A distanza di oltre mezzo secolo dalla sua realizzazione, Rocco e i suoi fratelli (1960) torna nelle sale italiane in una versione restaurata a cura del laboratorio “L'immagine ritrovata” della Cineteca di Bologna. Enorme il lavoro svolto sulla ormai deteriorata pellicola originale: con la supervisione del direttore della fotografia Giuseppe Rotunno si è riusciti a riportare a nuovo splendore il magnifico bianco e nero del film, riversato nell'altissima definizione del digitale 4K.

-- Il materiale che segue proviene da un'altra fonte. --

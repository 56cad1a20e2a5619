use std::future::Future;
use std::pin::Pin;
use std::sync::Arc;
use std::time::Duration;

use tokio_util::sync::CancellationToken;
use tracing::info;
use trailwatch_asr::Transcriber;
use trailwatch_chat::ChatPoster;
use trailwatch_kv::KvStore;
use trailwatch_ml::DispatchParser;
use trailwatch_nats::EventQueue;
use trailwatch_s3::ObjectStore;

use crate::domain::{AllowListGate, DispatchService, TacticalService, ThreadRegistry};
use crate::worker::WorkerLoop;

pub struct DispatchWorkerConfig {
    pub dispatch_talkgroup: String,
    pub worker_count: usize,
    pub worker_timeout: Duration,
    pub activation_duration: Duration,
}

/// Wires the collaborators into a shared worker loop and hands the runner
/// one process per configured worker.
pub struct DispatchWorker {
    worker: Arc<WorkerLoop>,
    worker_count: usize,
}

impl DispatchWorker {
    pub fn new(
        queue: Arc<dyn EventQueue>,
        store: Arc<dyn ObjectStore>,
        transcriber: Arc<dyn Transcriber>,
        parser: Arc<dyn DispatchParser>,
        chat: Arc<dyn ChatPoster>,
        kv: Arc<dyn KvStore>,
        config: DispatchWorkerConfig,
    ) -> Self {
        info!(workers = config.worker_count, "initializing dispatch worker");

        let gate = Arc::new(AllowListGate::new(
            Arc::clone(&kv),
            config.dispatch_talkgroup.clone(),
        ));
        let threads = Arc::new(ThreadRegistry::new(kv));

        let dispatch = Arc::new(DispatchService::new(
            parser,
            Arc::clone(&chat),
            Arc::clone(&gate),
            Arc::clone(&threads),
            config.dispatch_talkgroup.clone(),
            config.activation_duration,
        ));
        let tactical = Arc::new(TacticalService::new(chat, threads));

        let worker = Arc::new(WorkerLoop::new(
            queue,
            store,
            transcriber,
            gate,
            dispatch,
            tactical,
            config.dispatch_talkgroup,
            config.worker_timeout,
        ));

        Self {
            worker,
            worker_count: config.worker_count,
        }
    }

    pub fn into_runner_processes(
        self,
    ) -> Vec<
        Box<
            dyn FnOnce(
                    CancellationToken,
                ) -> Pin<Box<dyn Future<Output = anyhow::Result<()>> + Send>>
                + Send,
        >,
    > {
        (0..self.worker_count)
            .map(|_| {
                let worker = Arc::clone(&self.worker);
                Box::new(move |ctx: CancellationToken| {
                    Box::pin(async move { worker.run(ctx).await })
                        as Pin<Box<dyn Future<Output = anyhow::Result<()>> + Send>>
                })
                    as Box<
                        dyn FnOnce(
                                CancellationToken,
                            )
                                -> Pin<Box<dyn Future<Output = anyhow::Result<()>> + Send>>
                            + Send,
                    >
            })
            .collect()
    }
}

Estremamente curato anche l'approccio filologico all'integrità dell'opera, come nella tradizione del laboratorio di restauro bolognese: sono stati infatti reintegrati alcuni fotogrammi, all'epoca rimossi su richiesta dell’ufficio censura, nelle scene dello stupro e della uccisione di Nadia. Mancante invece, perché mai realizzata, quella sequenza iniziale che Visconti avrebbe voluto girare in Lucania, tra Matera e Pisticci, con il funerale del padre. E che portò il regista milanese, prima di Pasolini, a scoprire la bellezza arcaica di quella terra “senza peccato e senza redenzione”, lungo la rotta del viaggio che Carlo Levi aveva compiuto pochi anni prima.